Activity |
In these entries, tally the lines where "extra" occurs. Respond with only the count.

Records provided |
━━━━━━━━━━━━━━━━

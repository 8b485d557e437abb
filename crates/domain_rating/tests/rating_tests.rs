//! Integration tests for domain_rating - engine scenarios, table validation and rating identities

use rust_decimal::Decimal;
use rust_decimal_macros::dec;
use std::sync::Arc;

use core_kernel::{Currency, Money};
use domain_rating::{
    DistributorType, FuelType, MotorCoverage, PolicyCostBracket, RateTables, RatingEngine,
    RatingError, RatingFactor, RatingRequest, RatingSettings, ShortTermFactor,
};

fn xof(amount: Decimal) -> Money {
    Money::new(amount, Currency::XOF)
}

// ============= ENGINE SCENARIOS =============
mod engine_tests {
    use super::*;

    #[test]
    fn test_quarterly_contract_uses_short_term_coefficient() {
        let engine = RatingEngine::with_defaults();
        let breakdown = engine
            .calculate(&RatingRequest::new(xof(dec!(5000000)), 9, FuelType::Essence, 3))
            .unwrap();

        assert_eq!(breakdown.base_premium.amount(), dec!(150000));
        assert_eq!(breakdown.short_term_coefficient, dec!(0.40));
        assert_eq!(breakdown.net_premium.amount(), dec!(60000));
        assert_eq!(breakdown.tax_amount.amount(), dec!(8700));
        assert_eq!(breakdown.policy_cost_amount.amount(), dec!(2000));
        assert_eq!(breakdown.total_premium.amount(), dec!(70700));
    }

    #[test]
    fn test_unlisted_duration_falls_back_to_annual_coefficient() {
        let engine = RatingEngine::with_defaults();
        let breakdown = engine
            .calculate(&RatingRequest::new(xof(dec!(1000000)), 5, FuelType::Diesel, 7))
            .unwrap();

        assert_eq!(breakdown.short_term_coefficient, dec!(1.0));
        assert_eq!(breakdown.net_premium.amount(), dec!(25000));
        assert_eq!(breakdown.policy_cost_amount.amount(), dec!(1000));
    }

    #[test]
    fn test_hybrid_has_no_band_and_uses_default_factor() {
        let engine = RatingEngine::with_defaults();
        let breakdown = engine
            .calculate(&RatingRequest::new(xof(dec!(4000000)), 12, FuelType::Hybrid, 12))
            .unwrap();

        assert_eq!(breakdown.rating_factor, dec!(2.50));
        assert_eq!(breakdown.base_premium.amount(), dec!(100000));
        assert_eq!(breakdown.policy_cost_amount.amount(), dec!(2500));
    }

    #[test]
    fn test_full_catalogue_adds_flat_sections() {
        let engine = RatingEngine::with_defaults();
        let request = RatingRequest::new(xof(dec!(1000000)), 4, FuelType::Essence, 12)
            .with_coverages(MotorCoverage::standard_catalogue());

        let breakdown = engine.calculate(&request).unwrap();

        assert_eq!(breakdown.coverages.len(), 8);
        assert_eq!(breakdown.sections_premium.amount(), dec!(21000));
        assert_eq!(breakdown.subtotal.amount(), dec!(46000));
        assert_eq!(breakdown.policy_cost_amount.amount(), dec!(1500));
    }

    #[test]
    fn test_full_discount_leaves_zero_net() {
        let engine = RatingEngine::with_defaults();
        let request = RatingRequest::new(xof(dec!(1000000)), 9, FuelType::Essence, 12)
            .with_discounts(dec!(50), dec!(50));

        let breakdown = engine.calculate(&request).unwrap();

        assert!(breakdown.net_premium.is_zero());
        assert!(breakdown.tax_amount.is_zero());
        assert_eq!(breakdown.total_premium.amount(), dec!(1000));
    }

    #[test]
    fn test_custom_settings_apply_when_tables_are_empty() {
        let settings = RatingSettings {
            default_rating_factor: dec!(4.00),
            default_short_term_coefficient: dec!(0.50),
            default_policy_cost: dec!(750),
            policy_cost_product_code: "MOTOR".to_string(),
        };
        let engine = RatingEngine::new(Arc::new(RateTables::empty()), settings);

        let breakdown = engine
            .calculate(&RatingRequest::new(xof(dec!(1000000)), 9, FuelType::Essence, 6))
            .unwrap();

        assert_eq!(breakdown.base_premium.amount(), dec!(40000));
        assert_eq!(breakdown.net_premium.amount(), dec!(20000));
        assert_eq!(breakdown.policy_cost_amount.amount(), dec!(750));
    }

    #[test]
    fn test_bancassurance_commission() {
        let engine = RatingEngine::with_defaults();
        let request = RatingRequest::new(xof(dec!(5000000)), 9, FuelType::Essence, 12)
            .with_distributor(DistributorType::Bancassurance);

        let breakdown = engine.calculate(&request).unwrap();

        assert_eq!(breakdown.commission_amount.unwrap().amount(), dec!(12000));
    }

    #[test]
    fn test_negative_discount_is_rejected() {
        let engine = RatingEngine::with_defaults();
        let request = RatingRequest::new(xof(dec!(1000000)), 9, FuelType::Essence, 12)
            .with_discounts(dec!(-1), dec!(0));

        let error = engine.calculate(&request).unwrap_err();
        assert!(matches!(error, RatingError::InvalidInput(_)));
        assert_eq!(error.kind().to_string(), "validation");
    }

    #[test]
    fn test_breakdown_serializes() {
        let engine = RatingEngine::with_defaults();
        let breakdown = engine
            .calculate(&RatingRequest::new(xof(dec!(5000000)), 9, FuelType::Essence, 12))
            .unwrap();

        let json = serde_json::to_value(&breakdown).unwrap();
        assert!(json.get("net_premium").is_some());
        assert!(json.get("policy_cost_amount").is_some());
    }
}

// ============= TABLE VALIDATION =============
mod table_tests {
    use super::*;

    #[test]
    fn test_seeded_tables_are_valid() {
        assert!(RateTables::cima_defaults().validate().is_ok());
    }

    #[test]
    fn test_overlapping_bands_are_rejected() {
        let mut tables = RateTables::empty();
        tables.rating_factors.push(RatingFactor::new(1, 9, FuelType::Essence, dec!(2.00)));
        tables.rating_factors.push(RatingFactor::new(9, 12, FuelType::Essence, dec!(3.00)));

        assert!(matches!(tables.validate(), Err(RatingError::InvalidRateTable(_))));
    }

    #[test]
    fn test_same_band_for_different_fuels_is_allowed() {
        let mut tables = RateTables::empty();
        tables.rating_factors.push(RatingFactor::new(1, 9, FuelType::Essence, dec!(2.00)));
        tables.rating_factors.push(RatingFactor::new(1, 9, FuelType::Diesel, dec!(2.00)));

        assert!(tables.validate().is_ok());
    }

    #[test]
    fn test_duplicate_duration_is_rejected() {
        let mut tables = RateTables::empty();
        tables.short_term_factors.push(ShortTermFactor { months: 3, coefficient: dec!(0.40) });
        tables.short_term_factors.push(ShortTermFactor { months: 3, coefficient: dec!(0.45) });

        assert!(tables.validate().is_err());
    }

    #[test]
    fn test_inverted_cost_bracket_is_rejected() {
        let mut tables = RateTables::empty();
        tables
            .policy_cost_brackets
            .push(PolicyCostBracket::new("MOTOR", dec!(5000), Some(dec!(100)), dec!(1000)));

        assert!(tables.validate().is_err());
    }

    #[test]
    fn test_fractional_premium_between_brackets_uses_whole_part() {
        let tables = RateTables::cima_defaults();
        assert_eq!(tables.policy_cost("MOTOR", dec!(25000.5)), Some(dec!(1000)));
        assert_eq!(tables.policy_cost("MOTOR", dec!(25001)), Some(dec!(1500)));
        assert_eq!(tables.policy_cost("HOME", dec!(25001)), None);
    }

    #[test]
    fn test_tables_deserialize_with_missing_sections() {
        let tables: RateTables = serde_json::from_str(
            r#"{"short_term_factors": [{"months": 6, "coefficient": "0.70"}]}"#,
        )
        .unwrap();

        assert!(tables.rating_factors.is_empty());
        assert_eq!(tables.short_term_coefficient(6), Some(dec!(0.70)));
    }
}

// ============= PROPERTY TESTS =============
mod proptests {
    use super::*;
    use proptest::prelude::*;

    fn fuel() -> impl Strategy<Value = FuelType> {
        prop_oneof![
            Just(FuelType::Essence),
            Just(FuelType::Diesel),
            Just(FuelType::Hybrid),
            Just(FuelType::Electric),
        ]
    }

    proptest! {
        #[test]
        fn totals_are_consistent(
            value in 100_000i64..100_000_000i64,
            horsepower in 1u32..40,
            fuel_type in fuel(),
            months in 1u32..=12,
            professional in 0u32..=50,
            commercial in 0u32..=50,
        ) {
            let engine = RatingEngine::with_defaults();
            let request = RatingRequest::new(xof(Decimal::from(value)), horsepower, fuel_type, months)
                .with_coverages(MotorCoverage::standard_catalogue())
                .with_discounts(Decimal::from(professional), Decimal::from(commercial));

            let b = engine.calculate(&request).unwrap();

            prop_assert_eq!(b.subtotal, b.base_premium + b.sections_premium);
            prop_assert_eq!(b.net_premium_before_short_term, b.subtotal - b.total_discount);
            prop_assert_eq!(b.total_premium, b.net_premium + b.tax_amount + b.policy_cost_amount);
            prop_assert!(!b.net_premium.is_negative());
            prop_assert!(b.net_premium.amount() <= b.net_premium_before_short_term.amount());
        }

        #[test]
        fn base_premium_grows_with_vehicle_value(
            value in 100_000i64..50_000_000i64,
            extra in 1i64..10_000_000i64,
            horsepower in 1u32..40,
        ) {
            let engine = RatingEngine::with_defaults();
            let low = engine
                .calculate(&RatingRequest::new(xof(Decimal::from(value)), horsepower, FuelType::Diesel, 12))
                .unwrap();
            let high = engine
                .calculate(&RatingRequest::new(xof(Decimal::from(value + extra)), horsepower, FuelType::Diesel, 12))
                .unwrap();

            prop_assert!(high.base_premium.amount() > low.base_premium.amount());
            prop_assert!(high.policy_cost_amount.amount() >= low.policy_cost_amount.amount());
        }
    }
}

━━━━━━━━━━━━━━━━

Answer to the problem |
2